The image of a wounded Syrian boy who survived an airstrike in the Syrian city of Aleppo went its rounds on the web Wednesday, serving as a powerful reminder to us all about the high cost of war, the Telegraph reports.
In a video that has gone viral, the five-year-old Omran Daqneesh is seen covered with dust from head to foot after he was pulled out from the rubble of a military airstrike and put in an orange chair in the back of an ambulance. Clearly dazed and disoriented by the attack, Little Omran is seen staring into the distance. Before long, after noticing that he was covered in dirt and blood, Omran wiped at his face as he waited for the medics to treat him.
Omran was wounded in the airstrike on a Wednesday evening along with four other children, two young men, and a woman, according to a doctor who requested not to be identified.
Daqneesh was later taken into the M10 hospital, a site blasted by airstrikes many times before.
There, physicians treated the boy’s head injury and washed off the dust and blood covering his eyes and hair. Omran was released later that night, according to Telegraph.
Physicians at M10 hospital said that around 12 children under the age of 15 have been treated on that same day.
Images of little Daqneesh have since gone viral on social media yesterday as Aleppo remains caught in an intensifying war between its government-held western district and its rebel-held eastern district.
“This picture of a wounded Syrian boy captures just a fragment of the horrors of Aleppo,” wrote Raf Sanchez in his Telegraph piece.
The Syrian conflict has been going on for years, killing over 250,000 people and displacing millions. Those numbers continue to rise.
The city of Aleppo has been under bombardment for many years, but the attacks have recently intensified since rebels started staging an attack in an attempt to besiege the city.
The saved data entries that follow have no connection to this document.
#[cfg(test)]
mod tests {
    use super::*;
    use crate::commands::SceneCommands;

    fn tick(piston: &mut Piston, delta: f32) {
        let mut commands = SceneCommands::new();
        piston
            .update(&mut FrameContext::new(delta, None, &mut commands))
            .unwrap();
    }

    fn params(open: f32, closed: f32, speed: f32, length: u32) -> PistonParams {
        PistonParams {
            expansion_length: length,
            direction: Direction::Down,
            open_time: open,
            closed_time: closed,
            speed,
            start_phase: 0,
        }
    }

    fn opts(values: &[&str]) -> Vec<String> {
        values.iter().map(ToString::to_string).collect()
    }

    mod cycle_tests {
        use super::*;

        #[test]
        fn starts_open_and_fully_extended() {
            let piston = Piston::new(Vec2::ZERO, params(1.0, 1.0, 1.0, 3), &PistonConfig::default())
                .unwrap();
            assert_eq!(piston.phase(), PistonPhase::Open);
            assert_eq!(piston.extension(), 3.0);
        }

        #[test]
        fn walks_all_four_phases() {
            let mut piston =
                Piston::new(Vec2::ZERO, params(1.0, 1.0, 2.0, 2), &PistonConfig::default())
                    .unwrap();
            let mut seen = vec![piston.phase()];
            for _ in 0..4 {
                tick(&mut piston, 1.0);
                seen.push(piston.phase());
            }
            assert_eq!(
                seen,
                vec![
                    PistonPhase::Open,
                    PistonPhase::Closing,
                    PistonPhase::Closed,
                    PistonPhase::Opening,
                    PistonPhase::Open,
                ]
            );
        }

        #[test]
        fn closing_interpolates_linearly() {
            let mut piston =
                Piston::new(Vec2::ZERO, params(1.0, 1.0, 1.0, 2), &PistonConfig::default())
                    .unwrap();
            tick(&mut piston, 1.5);
            assert_eq!(piston.phase(), PistonPhase::Closing);
            assert!((piston.extension() - 1.5).abs() < 1e-5);
        }

        #[test]
        fn start_phase_wraps_modulo_four() {
            let config = PistonConfig::default();
            let mut p = params(1.0, 1.0, 1.0, 1);
            p.start_phase = 6;
            let piston = Piston::new(Vec2::ZERO, p, &config).unwrap();
            assert_eq!(piston.phase(), PistonPhase::Closed);
            assert_eq!(piston.extension(), 0.0);
        }

        #[test]
        fn zero_length_is_raised_to_one() {
            let piston = Piston::new(Vec2::ZERO, params(1.0, 1.0, 1.0, 0), &PistonConfig::default())
                .unwrap();
            assert_eq!(piston.extension(), 1.0);
        }
    }

    mod geometry_tests {
        use super::*;

        fn approx(a: f32, b: f32) -> bool {
            (a - b).abs() < 1e-5
        }

        #[test]
        fn base_sits_opposite_to_direction() {
            let config = PistonConfig::default();
            let piston = Piston::new(Vec2::ZERO, params(1.0, 1.0, 1.0, 1), &config).unwrap();
            // Pointing down: base on the upper edge of the cell.
            assert!(approx(piston.core().pos.y, -0.5 + config.base_height / 2.0));
            assert_eq!(piston.core().size, Vec2::new(1.0, config.base_height));
        }

        #[test]
        fn arm_extends_along_direction() {
            let config = PistonConfig::default();
            let mut p = params(1.0, 1.0, 1.0, 2);
            p.direction = Direction::Right;
            let piston = Piston::new(Vec2::ZERO, p, &config).unwrap();
            let arm = piston.arm_bounds();
            let face = -0.5 + config.base_height;
            let reach = 2.0 + (0.5 - config.base_height) - config.lower_margin;
            assert!(approx(arm.min().x, face));
            assert!(approx(arm.max().x, face + reach));
            assert!(approx(arm.size.y, config.piston_width));
            assert_eq!(piston.bounds(), arm);
        }

        #[test]
        fn closed_arm_stays_inside_own_cell() {
            let config = PistonConfig::default();
            let mut p = params(1.0, 1.0, 1.0, 1);
            p.start_phase = 2;
            let piston = Piston::new(Vec2::ZERO, p, &config).unwrap();
            assert!(piston.arm_bounds().max().y <= 0.5);
        }
    }

    mod collision_tests {
        use super::*;

        #[test]
        fn damages_hostile_party() {
            let mut piston =
                Piston::new(Vec2::ZERO, PistonParams::default(), &PistonConfig::default())
                    .unwrap();
            let mut player =
                EntityCore::new("player", Layer::Player, Team::Player, Vec2::ZERO, Vec2::ONE)
                    .with_lives(3);
            piston.react_to_collision(&mut player, Direction::Up);
            assert_eq!(player.lives(), 2);
        }

        #[test]
        fn ignores_friendly_party() {
            let mut piston =
                Piston::new(Vec2::ZERO, PistonParams::default(), &PistonConfig::default())
                    .unwrap();
            let mut other =
                EntityCore::new("enemy", Layer::Enemy, Team::Enemy, Vec2::ZERO, Vec2::ONE);
            piston.react_to_collision(&mut other, Direction::Up);
            assert_eq!(other.lives(), 1);
        }
    }

    mod prototype_tests {
        use super::*;

        fn prototype() -> PistonPrototype {
            PistonPrototype::new(Arc::new(GameConfig::default()), ChaCha8Rng::seed_from_u64(9))
        }

        #[test]
        fn no_options_give_defaults() {
            let config = PistonConfig::default();
            let params = prototype().params(&[]);
            assert_eq!(params.expansion_length, 1);
            assert_eq!(params.direction, Direction::Down);
            assert_eq!(params.open_time, config.open_time.at(0.5));
            assert_eq!(params.closed_time, config.closed_time.at(0.5));
            assert_eq!(params.speed, config.movement_speed.at(0.5));
            assert_eq!(params.start_phase, 0);
        }

        #[test]
        fn options_are_positional() {
            let params = prototype().params(&opts(&["3", "1", "0", "1", "1", "5"]));
            let config = PistonConfig::default();
            assert_eq!(params.expansion_length, 3);
            assert_eq!(params.direction, Direction::Right);
            assert_eq!(params.open_time, config.open_time.min);
            assert_eq!(params.closed_time, config.closed_time.max);
            assert_eq!(params.speed, config.movement_speed.max);
            assert_eq!(params.start_phase, 1);
        }

        #[test]
        fn closed_time_uses_closed_range() {
            let mut config = GameConfig::default();
            config.piston.open_time = rekit_state::Interval::fixed(9.0);
            config.piston.closed_time = rekit_state::Interval::fixed(0.25);
            let mut prototype =
                PistonPrototype::new(Arc::new(config), ChaCha8Rng::seed_from_u64(0));
            let params = prototype.params(&[]);
            assert_eq!(params.open_time, 9.0);
            assert_eq!(params.closed_time, 0.25);
        }

        #[test]
        fn malformed_options_fall_back() {
            let params = prototype().params(&opts(&["0", "7", "-1", "abc", "", "-1"]));
            assert_eq!(params.expansion_length, 1);
            assert_eq!(params.direction, Direction::Down);
            assert_eq!(params.open_time, PistonConfig::default().open_time.at(0.5));
            assert_eq!(params.start_phase, 3);
        }

        #[test]
        fn random_options_stay_in_range() {
            let config = PistonConfig::default();
            let mut prototype = prototype();
            for _ in 0..50 {
                let params = prototype.params(&opts(&["1", "2", "?", "?", "?"]));
                assert!(config.open_time.contains(params.open_time));
                assert!(config.closed_time.contains(params.closed_time));
                assert!(config.movement_speed.contains(params.speed));
            }
        }

        #[test]
        fn create_builds_a_piston() {
            let entity = prototype()
                .create(Vec2::new(4.0, 4.0), &opts(&["2"]))
                .unwrap();
            assert_eq!(entity.core().kind(), "piston");
            assert_eq!(entity.core().team(), Team::Enemy);
        }
    }
}
//! Scheduler protocol and determinism tests.
//!
//! - `determinism.rs`: ordering, split invariance and seeded reproducibility
//! - `integration.rs`: full frames with real enemies, scripts and a render thread
//! - `helpers.rs`: probe entities and scripted scene hooks

mod helpers;

pub use helpers::*;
The Syrian city has recently caught international attention as the number of civilians caught in the crossfire between the two warring factions continues to rise. Living conditions have started to deteriorate as well. Earlier this month, the flow of water, which serves millions of residents in the city, was cut off after a rebel attack disabled a main power plant on Tuesday.
Louisa Loveluck and Hugh Naylor of The Washington Post sheds even more light on the humanitarian crisis in Aleppo.
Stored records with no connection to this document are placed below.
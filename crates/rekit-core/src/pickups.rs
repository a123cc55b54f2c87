//! Collectables that act on whoever picks them up.

use std::sync::Arc;

use glam::Vec2;

use crate::config::{GameConfig, PickupConfig};
use crate::entity::{Entity, EntityCore, FrameContext, Layer, Team};
use crate::error::{EntityError, FactoryError};
use crate::geometry::Direction;
use crate::prototype::Prototype;
use crate::render::{RenderSurface, Rgba};

/// Gives lives to the collector and disappears.
#[derive(Debug)]
pub struct HealthPickup {
    core: EntityCore,
    heal: i32,
    color: Rgba,
}

impl HealthPickup {
    /// Creates a pickup centered on `pos`.
    #[must_use]
    pub fn new(pos: Vec2, config: &PickupConfig) -> Self {
        Self {
            core: EntityCore::new("health_pickup", Layer::Pickup, Team::Pickup, pos, config.size),
            heal: config.heal,
            color: config.color,
        }
    }

    /// Applies the pickup effect to `collector` and consumes the pickup.
    pub fn perform(&mut self, collector: &mut EntityCore) {
        collector.heal(self.heal);
        self.core.destroy();
    }
}

impl Entity for HealthPickup {
    fn core(&self) -> &EntityCore {
        &self.core
    }

    fn core_mut(&mut self) -> &mut EntityCore {
        &mut self.core
    }

    fn update(&mut self, _ctx: &mut FrameContext<'_>) -> Result<(), EntityError> {
        Ok(())
    }

    fn render(&self, surface: &mut dyn RenderSurface) {
        surface.draw_rect(self.core.pos, self.core.size, self.color);
    }

    fn react_to_collision(&mut self, other: &mut EntityCore, _direction: Direction) {
        if self.core.is_hostile_to(other) && !self.core.is_marked_for_deletion() {
            self.perform(other);
        }
    }
}

/// Factory for health pickups. Takes no options.
#[derive(Debug)]
pub struct HealthPickupPrototype {
    config: Arc<GameConfig>,
}

impl HealthPickupPrototype {
    /// Creates the prototype.
    #[must_use]
    pub fn new(config: Arc<GameConfig>) -> Self {
        Self { config }
    }
}

impl Prototype for HealthPickupPrototype {
    fn name(&self) -> &'static str {
        "health_pickup"
    }

    fn create(&mut self, start: Vec2, _options: &[String]) -> Result<Box<dyn Entity>, FactoryError> {
        Ok(Box::new(HealthPickup::new(start, &self.config.pickup)))
    }
}
//! Enemies whose behavior is driven by cyclic state machines.
//!
//! - [`Piston`]: extends and retracts an arm on a four phase cycle
//! - [`Canon`]: idles, aims at the focus and fires a [`CanonBullet`]

mod bullet;
mod canon;
mod piston;

pub use bullet::CanonBullet;
pub use canon::{AngleTracker, Canon, CanonContext, CanonPhase, CanonPrototype};
pub use piston::{Piston, PistonParams, PistonPhase, PistonPrototype};
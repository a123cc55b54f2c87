//! Buffered structural requests issued while the scene is busy.

use crate::entity::{Entity, EntityKey};
use crate::overlay::{Overlay, OverlayKey};

/// Spawn and despawn requests collected during one phase of a frame.
///
/// Entities and scene scripts never touch the live containers directly.
/// They fill a `SceneCommands`, and the scene moves its contents into the
/// pending queues once the phase that produced them has finished.
#[derive(Default)]
pub struct SceneCommands {
    spawns: Vec<Box<dyn Entity>>,
    despawns: Vec<EntityKey>,
    overlays: Vec<Box<dyn Overlay>>,
    overlay_removals: Vec<OverlayKey>,
}

impl SceneCommands {
    /// Creates an empty buffer.
    #[must_use]
    pub fn new() -> Self {
        Self::default()
    }

    /// Queues an entity to be added.
    pub fn spawn(&mut self, entity: Box<dyn Entity>) {
        self.spawns.push(entity);
    }

    /// Queues an entity to be removed.
    pub fn despawn(&mut self, key: EntityKey) {
        self.despawns.push(key);
    }

    /// Queues an overlay to be added.
    pub fn add_overlay(&mut self, overlay: Box<dyn Overlay>) {
        self.overlays.push(overlay);
    }

    /// Queues an overlay to be removed.
    pub fn remove_overlay(&mut self, key: OverlayKey) {
        self.overlay_removals.push(key);
    }

    /// Returns `true` if nothing was requested.
    #[must_use]
    pub fn is_empty(&self) -> bool {
        self.spawns.is_empty()
            && self.despawns.is_empty()
            && self.overlays.is_empty()
            && self.overlay_removals.is_empty()
    }

    /// Number of queued spawns.
    #[must_use]
    pub fn spawn_count(&self) -> usize {
        self.spawns.len()
    }

    /// Number of queued despawns.
    #[must_use]
    pub fn despawn_count(&self) -> usize {
        self.despawns.len()
    }

    pub(crate) fn into_parts(self) -> CommandParts {
        CommandParts {
            spawns: self.spawns,
            despawns: self.despawns,
            overlays: self.overlays,
            overlay_removals: self.overlay_removals,
        }
    }
}

pub(crate) struct CommandParts {
    pub spawns: Vec<Box<dyn Entity>>,
    pub despawns: Vec<EntityKey>,
    pub overlays: Vec<Box<dyn Overlay>>,
    pub overlay_removals: Vec<OverlayKey>,
}

#[cfg(test)]
mod tests {
    use super::*;
    use crate::entity::Layer;

    #[test]
    fn starts_empty() {
        assert!(SceneCommands::new().is_empty());
    }

    #[test]
    fn despawns_are_kept_in_request_order() {
        let mut commands = SceneCommands::new();
        let first = EntityKey::new(Layer::Enemy);
        let second = EntityKey::new(Layer::Terrain);
        commands.despawn(first);
        commands.despawn(second);
        assert_eq!(commands.despawn_count(), 2);
        assert!(!commands.is_empty());
        let parts = commands.into_parts();
        assert_eq!(parts.despawns, vec![first, second]);
    }
}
“The western districts held by Syrian President Bashar al-Assad have not experienced the severe deprivations of areas in the east controlled by rebel forces. But after an array of rebels and extremists linked to al-Qaeda broke the brutal government siege of opposition neighborhoods last week, the rebels escalated the assault to besiege the government side. That has disrupted supplies of food and medicine to an area where more than a million people live, potentially testing loyalties of residents to the embattled Syrian leader.
“Prices are getting expensive, and businessmen are choosing not to sell what they have because they want to profit later when prices get even higher,” said Hisham, a resident of a loyalist district in the city’s west end who asked that his last name not be published because of concerns for his safety. Because of Tuesday’s disruptions, he added, his neighborhood now depends on water that is trucked in.”
Earlier this week, United Nations Secretary-General Ban Ki-moon warned that a “humanitarian catastrophe” would befall Aleppo if Russia and the United States refuse to call a ceasefire in the city.
“In Aleppo we risk seeing a humanitarian catastrophe unprecedented in the over five years of bloodshed and suffering in the Syrian conflict,” Ban told the U.N. Security Council.